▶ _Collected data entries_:
+++
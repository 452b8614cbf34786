//! RMC supervisor.
//!
//! Owns the whole bring-up order: configuration → parameter file →
//! GPIO table → step ring and FIQ handler → servo thread → task and
//! io loops — and the teardown mirror of it on SIGINT/SIGTERM. Exit
//! codes: 0 for a clean run, 1 for an init failure.
//!
//! The operator transport is an external collaborator; this binary
//! exposes the machine only to it, not to a UI of its own.

mod machine;
mod rt;

use std::path::PathBuf;
use std::process::ExitCode;
use std::sync::atomic::{AtomicBool, Ordering};

use clap::Parser;
use tracing::{error, info};
use tracing_subscriber::EnvFilter;

use rmc_common::config::Config;
use rmc_common::ini::IniFile;
use rmc_common::params::ParamFile;

use machine::Machine;

/// Shutdown request latched by the signal handler.
static SHUTDOWN: AtomicBool = AtomicBool::new(false);

extern "C" fn on_signal(_sig: i32) {
    SHUTDOWN.store(true, Ordering::Release);
}

pub fn shutdown_requested() -> bool {
    SHUTDOWN.load(Ordering::Acquire)
}

#[derive(Debug, Parser)]
#[command(name = "rmc", about = "Realtime motion controller supervisor")]
struct Cli {
    /// Machine configuration (INI).
    ini: PathBuf,

    /// G-code parameter file; defaults to rmc.var beside the INI.
    #[arg(long)]
    var_file: Option<PathBuf>,

    /// CPU core for the servo thread (rt builds).
    #[arg(long, default_value_t = 1)]
    servo_cpu: usize,

    /// SCHED_FIFO priority for the servo thread (rt builds).
    #[arg(long, default_value_t = 80)]
    servo_priority: i32,

    /// Dump the resolved configuration as JSON and exit.
    #[arg(long)]
    dump_config: bool,
}

fn install_signal_handlers() {
    use nix::sys::signal::{sigaction, SaFlags, SigAction, SigHandler, SigSet, Signal};
    let action = SigAction::new(
        SigHandler::Handler(on_signal),
        SaFlags::empty(),
        SigSet::empty(),
    );
    unsafe {
        let _ = sigaction(Signal::SIGINT, &action);
        let _ = sigaction(Signal::SIGTERM, &action);
    }
}

fn main() -> ExitCode {
    tracing_subscriber::fmt()
        .with_env_filter(EnvFilter::from_default_env())
        .init();

    let cli = Cli::parse();
    match run(&cli) {
        Ok(()) => {
            info!("clean shutdown");
            ExitCode::SUCCESS
        }
        Err(e) => {
            error!("init failed: {e}");
            ExitCode::FAILURE
        }
    }
}

fn run(cli: &Cli) -> Result<(), Box<dyn std::error::Error>> {
    let ini = IniFile::load(&cli.ini)?;
    let config = Config::from_ini(&ini)?;

    if cli.dump_config {
        println!("{}", serde_json::to_string_pretty(&config)?);
        return Ok(());
    }

    let var_path = cli
        .var_file
        .clone()
        .unwrap_or_else(|| cli.ini.with_file_name("rmc.var"));
    let params = ParamFile::load(&var_path)?;
    info!(
        params = params.len(),
        var_file = %var_path.display(),
        "parameter file loaded"
    );

    install_signal_handlers();

    let mut machine = Machine::bring_up(&config, params, cli.servo_cpu, cli.servo_priority)?;
    info!(joints = config.traj.joints, "machine up");

    machine.task_loop(&config);

    let params = machine.tear_down();
    params.save(&var_path)?;
    info!(var_file = %var_path.display(), "parameters saved");
    Ok(())
}
//! Servo-tick latency benchmarks: the numbers that decide whether a
//! 1 ms period is comfortable.

use criterion::{criterion_group, criterion_main, Criterion};
use std::hint::black_box;

use rmc_channel::{CommandChannel, StatusChannel};
use rmc_common::config::AxisConfig;
use rmc_common::motion_cmd::{LineArgs, MotionCommand, MotionType, SegmentEnables};
use rmc_common::motion_status::MotionStatus;
use rmc_common::pose::Pose;
use rmc_motion::control::{IoInputs, MotionLoop};
use rmc_motion::joint::Joint;
use rmc_motion::IdentityKins;

fn build_loop(joints: usize) -> (MotionLoop, rmc_channel::CommandWriter<MotionCommand>) {
    let (cmd_tx, cmd_rx) = CommandChannel::new::<MotionCommand>();
    let (status_tx, _status_rx) = StatusChannel::new::<MotionStatus>();
    let cfg = AxisConfig {
        max_velocity: 50.0,
        max_acceleration: 500.0,
        min_limit: -1000.0,
        max_limit: 1000.0,
        ..Default::default()
    };
    let joints = (0..joints)
        .map(|_| {
            let mut j = Joint::from_config(&cfg);
            j.activate();
            j
        })
        .collect();
    let motion = MotionLoop::new(
        joints,
        Box::new(IdentityKins),
        100.0,
        1000.0,
        0.001,
        10,
        cmd_rx,
        status_tx,
        None,
        None,
    );
    (motion, cmd_tx)
}

fn bench_free_tick(c: &mut Criterion) {
    let (mut motion, mut cmd) = build_loop(9);
    let io = IoInputs::default();
    cmd.try_publish(MotionCommand::Enable).unwrap();
    motion.tick(&io);
    cmd.try_publish(MotionCommand::JogCont {
        joint: 0,
        vel: 10.0,
    })
    .unwrap();
    motion.tick(&io);

    c.bench_function("servo_tick_free_9_joints", |b| {
        b.iter(|| {
            motion.tick(black_box(&io));
        })
    });
}

fn bench_coord_tick(c: &mut Criterion) {
    let (mut motion, mut cmd) = build_loop(9);
    let io = IoInputs::default();
    cmd.try_publish(MotionCommand::Enable).unwrap();
    motion.tick(&io);
    cmd.try_publish(MotionCommand::Home {
        joint: rmc_motion::command::HOME_ALL,
    })
    .unwrap();
    for _ in 0..10_000 {
        motion.tick(&io);
    }
    cmd.try_publish(MotionCommand::Coord).unwrap();
    motion.tick(&io);

    // Keep the queue fed so the bench measures steady-state planning.
    let mut x = 0.0;
    for id in 0..32 {
        x += 10.0;
        cmd.try_publish(MotionCommand::SetLine(LineArgs {
            end: Pose {
                x,
                ..Pose::ZERO
            },
            motion_type: MotionType::Feed,
            id,
            vel: 20.0,
            ini_maxvel: 100.0,
            acc: 200.0,
            enables: SegmentEnables::FEED_OVERRIDE,
        }))
        .unwrap();
        motion.tick(&io);
    }

    c.bench_function("servo_tick_coord_9_joints", |b| {
        b.iter(|| {
            motion.tick(black_box(&io));
        })
    });
}

criterion_group!(benches, bench_free_tick, bench_coord_tick);
criterion_main!(benches);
+++
▶ _TASK OBJECTIVE_:
Output every record above, exactly as written.

▶ _ANSWER AREA_:
repository 452b8614cbf34786
//! RMC supervisor.
//!
//! Owns the whole bring-up order: configuration → parameter file →
//! GPIO table → step ring and FIQ handler → servo thread → task and
//! io loops — and the teardown mirror of it on SIGINT/SIGTERM. Exit
//! codes: 0 for a clean run, 1 for an init failure.
//!
//! The operator transport is an external collaborator; this binary
//! exposes the machine only to it, not to a UI of its own.

mod machine;
mod rt;

use std::path::PathBuf;
use std::process::ExitCode;
use std::sync::atomic::{AtomicBool, Ordering};

use clap::Parser;
use tracing::{error, info};
use tracing_subscriber::EnvFilter;

use rmc_common::config::Config;
use rmc_common::ini::IniFile;
use rmc_common::params::ParamFile;

use machine::Machine;

/// Shutdown request latched by the signal handler.
static SHUTDOWN: AtomicBool = AtomicBool::new(false);

extern "C" fn on_signal(_sig: i32) {
    SHUTDOWN.store(true, Ordering::Release);
}

pub fn shutdown_requested() -> bool {
    SHUTDOWN.load(Ordering::Acquire)
}

#[derive(Debug, Parser)]
#[command(name = "rmc", about = "Realtime motion controller supervisor")]
struct Cli {
    /// Machine configuration (INI).
    ini: PathBuf,

    /// G-code parameter file; defaults to rmc.var beside the INI.
    #[arg(long)]
    var_file: Option<PathBuf>,

    /// CPU core for the servo thread (rt builds).
    #[arg(long, default_value_t = 1)]
    servo_cpu: usize,

    /// SCHED_FIFO priority for the servo thread (rt builds).
    #[arg(long, default_value_t = 80)]
    servo_priority: i32,

    /// Dump the resolved configuration as JSON and exit.
    #[arg(long)]
    dump_config: bool,
}

fn install_signal_handlers() {
    use nix::sys::signal::{sigaction, SaFlags, SigAction, SigHandler, SigSet, Signal};
    let action = SigAction::new(
        SigHandler::Handler(on_signal),
        SaFlags::empty(),
        SigSet::empty(),
    );
    unsafe {
        let _ = sigaction(Signal::SIGINT, &action);
        let _ = sigaction(Signal::SIGTERM, &action);
    }
}

fn main() -> ExitCode {
    tracing_subscriber::fmt()
        .with_env_filter(EnvFilter::from_default_env())
        .init();

    let cli = Cli::parse();
    match run(&cli) {
        Ok(()) => {
            info!("clean shutdown");
            ExitCode::SUCCESS
        }
        Err(e) => {
            error!("init failed: {e}");
            ExitCode::FAILURE
        }
    }
}

fn run(cli: &Cli) -> Result<(), Box<dyn std::error::Error>> {
    let ini = IniFile::load(&cli.ini)?;
    let config = Config::from_ini(&ini)?;

    if cli.dump_config {
        println!("{}", serde_json::to_string_pretty(&config)?);
        return Ok(());
    }

    let var_path = cli
        .var_file
        .clone()
        .unwrap_or_else(|| cli.ini.with_file_name("rmc.var"));
    let params = ParamFile::load(&var_path)?;
    info!(
        params = params.len(),
        var_file = %var_path.display(),
        "parameter file loaded"
    );

    install_signal_handlers();

    let mut machine = Machine::bring_up(&config, params, cli.servo_cpu, cli.servo_priority)?;
    info!(joints = config.traj.joints, "machine up");

    machine.task_loop(&config);

    let params = machine.tear_down();
    params.save(&var_path)?;
    info!(var_file = %var_path.display(), "parameters saved");
    Ok(())
}
//! Servo-tick latency benchmarks: the numbers that decide whether a
//! 1 ms period is comfortable.

use criterion::{criterion_group, criterion_main, Criterion};
use std::hint::black_box;

use rmc_channel::{CommandChannel, StatusChannel};
use rmc_common::config::AxisConfig;
use rmc_common::motion_cmd::{LineArgs, MotionCommand, MotionType, SegmentEnables};
use rmc_common::motion_status::MotionStatus;
use rmc_common::pose::Pose;
use rmc_motion::control::{IoInputs, MotionLoop};
use rmc_motion::joint::Joint;
use rmc_motion::IdentityKins;

fn build_loop(joints: usize) -> (MotionLoop, rmc_channel::CommandWriter<MotionCommand>) {
    let (cmd_tx, cmd_rx) = CommandChannel::new::<MotionCommand>();
    let (status_tx, _status_rx) = StatusChannel::new::<MotionStatus>();
    let cfg = AxisConfig {
        max_velocity: 50.0,
        max_acceleration: 500.0,
        min_limit: -1000.0,
        max_limit: 1000.0,
        ..Default::default()
    };
    let joints = (0..joints)
        .map(|_| {
            let mut j = Joint::from_config(&cfg);
            j.activate();
            j
        })
        .collect();
    let motion = MotionLoop::new(
        joints,
        Box::new(IdentityKins),
        100.0,
        1000.0,
        0.001,
        10,
        cmd_rx,
        status_tx,
        None,
        None,
    );
    (motion, cmd_tx)
}

fn bench_free_tick(c: &mut Criterion) {
    let (mut motion, mut cmd) = build_loop(9);
    let io = IoInputs::default();
    cmd.try_publish(MotionCommand::Enable).unwrap();
    motion.tick(&io);
    cmd.try_publish(MotionCommand::JogCont {
        joint: 0,
        vel: 10.0,
    })
    .unwrap();
    motion.tick(&io);

    c.bench_function("servo_tick_free_9_joints", |b| {
        b.iter(|| {
            motion.tick(black_box(&io));
        })
    });
}

fn bench_coord_tick(c: &mut Criterion) {
    let (mut motion, mut cmd) = build_loop(9);
    let io = IoInputs::default();
    cmd.try_publish(MotionCommand::Enable).unwrap();
    motion.tick(&io);
    cmd.try_publish(MotionCommand::Home {
        joint: rmc_motion::command::HOME_ALL,
    })
    .unwrap();
    for _ in 0..10_000 {
        motion.tick(&io);
    }
    cmd.try_publish(MotionCommand::Coord).unwrap();
    motion.tick(&io);

    // Keep the queue fed so the bench measures steady-state planning.
    let mut x = 0.0;
    for id in 0..32 {
        x += 10.0;
        cmd.try_publish(MotionCommand::SetLine(LineArgs {
            end: Pose {
                x,
                ..Pose::ZERO
            },
            motion_type: MotionType::Feed,
            id,
            vel: 20.0,
            ini_maxvel: 100.0,
            acc: 200.0,
            enables: SegmentEnables::FEED_OVERRIDE,
        }))
        .unwrap();
        motion.tick(&io);
    }

    c.bench_function("servo_tick_coord_9_joints", |b| {
        b.iter(|| {
            motion.tick(black_box(&io));
        })
    });
}

criterion_group!(benches, bench_free_tick, bench_coord_tick);
criterion_main!(benches);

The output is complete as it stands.